Privacy and security issues reached high visibility in 2018, with many major publicized incidents. Carl Landwehr starts with the Facebook–Cambridge Analytica scandal, and then describes regulatory efforts such as the European Union (EU) General Data Protection Regulation (GDPR), the California Consumer Privacy Act (CCPA), the NIST privacy framework, the Supreme Court decision that protects cell-site location information, and preliminary efforts in Congress toward more general privacy protection.

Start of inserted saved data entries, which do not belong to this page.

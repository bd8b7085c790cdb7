//! # Store Error Types
//!
//! Error types for durable store operations.
//!
//! ## Error Flow
//! ```text
//! ┌─────────────────────────────────────────────────────────────────────────┐
//! │                    Error Propagation                                    │
//! │                                                                         │
//! │  io::Error / serde_json::Error                                          │
//! │       │                                                                 │
//! │       ▼                                                                 │
//! │  StoreError (this module) ← Adds key / path context                    │
//! │       │                                                                 │
//! │       ├──► CartEngine: logged, engine keeps working in memory          │
//! │       │                                                                 │
//! │       └──► ApiError (storefront) ← Serialized for the shell            │
//! └─────────────────────────────────────────────────────────────────────────┘
//! ```

use std::path::PathBuf;

use thiserror::Error;

/// Durable store errors.
#[derive(Debug, Error)]
pub enum StoreError {
    /// Reading or writing the backing file failed.
    ///
    /// ## When This Occurs
    /// - Data directory not writable
    /// - Disk full
    #[error("Store I/O failed at {path}: {source}")]
    Io {
        path: PathBuf,
        #[source]
        source: std::io::Error,
    },

    /// The backing file exists but is not a JSON object of strings.
    #[error("Store file {path} is corrupt: {reason}")]
    CorruptBackingFile { path: PathBuf, reason: String },

    /// A value under `key` failed to decode or failed its schema check.
    ///
    /// Repositories discard such values rather than returning this to
    /// callers, except from explicit decode helpers.
    #[error("Malformed value under '{key}': {reason}")]
    Malformed { key: String, reason: String },

    /// Encoding a value to JSON failed.
    #[error("Failed to encode value for '{key}': {source}")]
    Encode {
        key: String,
        #[source]
        source: serde_json::Error,
    },

    /// A previous writer panicked while holding the store lock.
    #[error("Store lock poisoned")]
    Poisoned,
}

impl StoreError {
    pub fn io(path: impl Into<PathBuf>, source: std::io::Error) -> Self {
        StoreError::Io {
            path: path.into(),
            source,
        }
    }

    pub fn malformed(key: impl Into<String>, reason: impl ToString) -> Self {
        StoreError::Malformed {
            key: key.into(),
            reason: reason.to_string(),
        }
    }
}

/// Result type for store operations.
pub type StoreResult<T> = Result<T, StoreError>;

#[cfg(test)]
mod tests {
    use super::*;

    #[test]
    fn test_error_messages() {
        let err = StoreError::malformed("cart", "expected value at line 1 column 2");
        assert_eq!(
            err.to_string(),
            "Malformed value under 'cart': expected value at line 1 column 2"
        );
        assert_eq!(StoreError::Poisoned.to_string(), "Store lock poisoned");
    }
}
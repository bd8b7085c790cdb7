//! # Catalog Commands
//!
//! Menu browsing: search, category filter, sort.

use serde::Serialize;
use tracing::debug;

use bite_core::catalog::{MenuQuery, MenuSort, ALL_CATEGORIES};
use bite_core::validation::validate_search_query;
use bite_core::CatalogItem;

use crate::catalog::Catalog;
use crate::error::ApiError;
use crate::state::CartState;

/// One menu card: the item and how many are already in the cart.
#[derive(Debug, Clone, Serialize)]
#[serde(rename_all = "camelCase")]
pub struct MenuItemView {
    pub item: CatalogItem,
    pub in_cart: u32,
}

#[derive(Debug, Clone, Serialize)]
#[serde(rename_all = "camelCase")]
pub struct MenuResponse {
    pub items: Vec<MenuItemView>,
    pub categories: Vec<String>,
    pub query: MenuQuery,
}

/// Lists the menu.
///
/// ## Arguments
/// * `search` - Case-insensitive match on name or description
/// * `category` - One of the catalog's categories; `"All"` or `None` for everything
/// * `sort` - `name`, `price-low`, `price-high` or `time`
///
/// ## Errors
/// Validation error for an over-long search, unknown category or unknown sort.
pub fn list_menu(
    catalog: &Catalog,
    cart: &CartState,
    search: Option<&str>,
    category: Option<&str>,
    sort: Option<&str>,
) -> Result<MenuResponse, ApiError> {
    debug!(?search, ?category, ?sort, "list_menu command");

    let search = validate_search_query(search.unwrap_or_default())?;

    let category = match category.map(str::trim).filter(|c| !c.is_empty()) {
        None => None,
        Some(c) if c.eq_ignore_ascii_case(ALL_CATEGORIES) => None,
        Some(c) => {
            let known = catalog
                .categories()
                .iter()
                .find(|known| known.eq_ignore_ascii_case(c))
                .ok_or_else(|| ApiError::validation(format!("Unknown category: {}", c)))?;
            Some(known.to_string())
        }
    };

    let sort = match sort {
        Some(raw) => raw.parse::<MenuSort>()?,
        None => MenuSort::default(),
    };

    let query = MenuQuery {
        search,
        category,
        sort,
    };

    let items = cart.with_engine(|engine| {
        catalog
            .search(&query)
            .into_iter()
            .map(|item| MenuItemView {
                in_cart: engine.quantity_of(&item.id),
                item,
            })
            .collect()
    });

    Ok(MenuResponse {
        items,
        categories: catalog.categories().iter().map(|c| c.to_string()).collect(),
        query,
    })
}

#[cfg(test)]
mod tests {
    use super::*;
    use crate::notify::RecordingNotifier;
    use crate::state::CartEngine;
    use bite_store::{MemoryStore, Storage};
    use std::sync::Arc;

    fn cart() -> CartState {
        let storage = Storage::with_store(MemoryStore::new());
        CartState::new(CartEngine::open(
            storage.cart(),
            Arc::new(RecordingNotifier::new()),
        ))
    }

    #[test]
    fn test_category_is_case_insensitive() {
        let catalog = Catalog::seeded();
        let menu = list_menu(&catalog, &cart(), None, Some("pizza"), Some("price-low")).unwrap();

        let names: Vec<_> = menu.items.iter().map(|v| v.item.name.as_str()).collect();
        assert_eq!(names, vec!["Margherita Pizza", "Pepperoni Pizza"]);
        assert_eq!(menu.query.category.as_deref(), Some("Pizza"));
        assert_eq!(menu.categories.len(), 7);
    }

    #[test]
    fn test_all_category_lists_everything() {
        let catalog = Catalog::seeded();
        let menu = list_menu(&catalog, &cart(), Some("  "), Some("All"), None).unwrap();
        assert_eq!(menu.items.len(), catalog.items().len());
        assert_eq!(menu.query.category, None);
    }

    #[test]
    fn test_in_cart_quantities() {
        let catalog = Catalog::seeded();
        let cart = cart();
        cart.with_engine_mut(|engine| {
            engine.add_item(catalog.get("8").unwrap(), 2, None);
        });

        let menu = list_menu(&catalog, &cart, Some("caesar"), None, None).unwrap();
        assert_eq!(menu.items.len(), 1);
        assert_eq!(menu.items[0].in_cart, 2);
    }

    #[test]
    fn test_bad_inputs() {
        let catalog = Catalog::seeded();
        assert!(list_menu(&catalog, &cart(), None, Some("Soups"), None).is_err());
        assert!(list_menu(&catalog, &cart(), None, None, Some("random")).is_err());

        let long = "x".repeat(101);
        assert!(list_menu(&catalog, &cart(), Some(&long), None, None).is_err());
    }
}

Unfortunately, none of the relevant agencies--not the US Federal Trade Commission (FTC), nor the Securities and Exchange Commission (SEC), nor the United Kingdom (UK)--have yet done anything to seriously change Facebook’s behavior. My personal favorite incident from 2018 happened during Mark Zuckerberg’s testimony: Orrin Hatch (a sitting US Senator) was unaware that Facebook sells ads. We need regulators who are both more aware and more vigilant. The author suggests financial penalties as well, perhaps payable to those whose privacy was invaded, or used to fund investigative journalism. He also suggests more individual accountability. We don’t yet know the best strategies to protect users from the abuse of personal information.

Landwehr’s article is an excellent short discussion of many privacy issues as they arose in 2018. Anyone wanting an introduction to current concerns should read it. However, it is distressing that the author’s name is spelled wrong in Communications of the ACM.